▸ **Exercise description**: Repeat the first line of the listing and each line after it, exactly, through the line containing "pub const FONTSET_HEIGHT: usize = 5;".

▸ **Task material**:

mod bytecode;
pub mod constants;
mod cpu;
mod error;
mod vm;

use self::constants::DISPLAY_BUFFER_SIZE;

/// Read-only view of the monochrome display, one `bool` per pixel in
/// row-major order.
pub type Chip8DisplayBuffer<'a> = &'a [bool; DISPLAY_BUFFER_SIZE];

pub mod prelude {
    pub use super::{
        cpu::Chip8Cpu,
        error::{Chip8Error, Chip8Result},
        vm::{Chip8Conf, Chip8Vm, Flow},
    };
    pub use super::Chip8DisplayBuffer;
}
//! Constant values of the Chip-8 architecture.

/// Number of general purpose registers.
pub const REGISTER_COUNT: usize = 0x10; // 16

/// The lower memory space was historically reserved for the interpreter
/// itself, and now holds the builtin fontset.
pub const MEM_START: usize = 0x200; // 512
pub const MEM_SIZE: usize = 0x1000; // 4096

/// Mask for keeping computed addresses inside the memory bank.
///
/// Memory accesses wrap within the 4 KiB bank rather than fault.
pub const MEM_MASK: usize = MEM_SIZE - 1;

/// Largest program image that fits between the program origin and the end
/// of addressable memory.
pub const MAX_PROGRAM_SIZE: usize = 0xFFF - MEM_START;

/// Levels of nesting allowed in the call stack.
///
/// A call at full depth is refused outright, and a return on an empty
/// stack does nothing. Programs that misbehave this way keep running.
pub const STACK_SIZE: usize = 16;

pub const DISPLAY_WIDTH: usize = 64;
pub const DISPLAY_HEIGHT: usize = 32;
pub const DISPLAY_BUFFER_SIZE: usize = DISPLAY_WIDTH * DISPLAY_HEIGHT;
pub const DISPLAY_WIDTH_MASK: usize = DISPLAY_WIDTH - 1;
pub const DISPLAY_HEIGHT_MASK: usize = DISPLAY_HEIGHT - 1;

/// Rate, in ticks per second, at which the host is expected to call
/// [`tick_timers`](crate::prelude::Chip8Vm::tick_timers).
pub const TIMER_FREQUENCY: u64 = 60;

/// Number of keys on the keypad (0x0-0xF)
pub const KEY_COUNT: u8 = 16;

/// Address where the builtin fontset is installed.
pub const FONTSET_START: usize = 0x000;

/// Height in bytes of one font glyph.
pub const FONTSET_HEIGHT: usize = 5;

/// Sixteen hexadecimal digit glyphs, 4x5 pixels each, packed one row per
/// byte in the high nibble.
#[rustfmt::skip]
pub const FONTSET: [u8; 80] = [
    0xF0, 0x90, 0x90, 0x90, 0xF0, // 0
    0x20, 0x60, 0x20, 0x20, 0x70, // 1
    0xF0, 0x10, 0xF0, 0x80, 0xF0, // 2
    0xF0, 0x10, 0xF0, 0x10, 0xF0, // 3
    0x90, 0x90, 0xF0, 0x10, 0x10, // 4
    0xF0, 0x80, 0xF0, 0x10, 0xF0, // 5
    0xF0, 0x80, 0xF0, 0x90, 0xF0, // 6
    0xF0, 0x10, 0x20, 0x40, 0x40, // 7
    0xF0, 0x90, 0xF0, 0x90, 0xF0, // 8
    0xF0, 0x90, 0xF0, 0x10, 0xF0, // 9
    0xF0, 0x90, 0xF0, 0x90, 0x90, // A
    0xE0, 0x90, 0xE0, 0x90, 0xE0, // B
    0xF0, 0x80, 0x80, 0x80, 0xF0, // C
    0xE0, 0x90, 0x90, 0x90, 0xE0, // D
    0xF0, 0x80, 0xF0, 0x80, 0xF0, // E
    0xF0, 0x80, 0xF0, 0x80, 0x80, // F
];

/// Type for storing the 12-bit memory addresses.
pub type Address = u16;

▸ **Task response**:
mod bytecode;
pub mod constants;
mod cpu;
mod error;
mod vm;

use self::constants::DISPLAY_BUFFER_SIZE;

/// Read-only view of the monochrome display, one `bool` per pixel in
/// row-major order.
pub type Chip8DisplayBuffer<'a> = &'a [bool; DISPLAY_BUFFER_SIZE];

pub mod prelude {
    pub use super::{
        cpu::Chip8Cpu,
        error::{Chip8Error, Chip8Result},
        vm::{Chip8Conf, Chip8Vm, Flow},
    };
    pub use super::Chip8DisplayBuffer;
}
//! Constant values of the Chip-8 architecture.

/// Number of general purpose registers.
pub const REGISTER_COUNT: usize = 0x10; // 16

/// The lower memory space was historically reserved for the interpreter
/// itself, and now holds the builtin fontset.
pub const MEM_START: usize = 0x200; // 512
pub const MEM_SIZE: usize = 0x1000; // 4096

/// Mask for keeping computed addresses inside the memory bank.
///
/// Memory accesses wrap within the 4 KiB bank rather than fault.
pub const MEM_MASK: usize = MEM_SIZE - 1;

/// Largest program image that fits between the program origin and the end
/// of addressable memory.
pub const MAX_PROGRAM_SIZE: usize = 0xFFF - MEM_START;

/// Levels of nesting allowed in the call stack.
///
/// A call at full depth is refused outright, and a return on an empty
/// stack does nothing. Programs that misbehave this way keep running.
pub const STACK_SIZE: usize = 16;

pub const DISPLAY_WIDTH: usize = 64;
pub const DISPLAY_HEIGHT: usize = 32;
pub const DISPLAY_BUFFER_SIZE: usize = DISPLAY_WIDTH * DISPLAY_HEIGHT;
pub const DISPLAY_WIDTH_MASK: usize = DISPLAY_WIDTH - 1;
pub const DISPLAY_HEIGHT_MASK: usize = DISPLAY_HEIGHT - 1;

/// Rate, in ticks per second, at which the host is expected to call
/// [`tick_timers`](crate::prelude::Chip8Vm::tick_timers).
pub const TIMER_FREQUENCY: u64 = 60;

/// Number of keys on the keypad (0x0-0xF)
pub const KEY_COUNT: u8 = 16;

/// Address where the builtin fontset is installed.
pub const FONTSET_START: usize = 0x000;

/// Height in bytes of one font glyph.
pub const FONTSET_HEIGHT: usize = 5;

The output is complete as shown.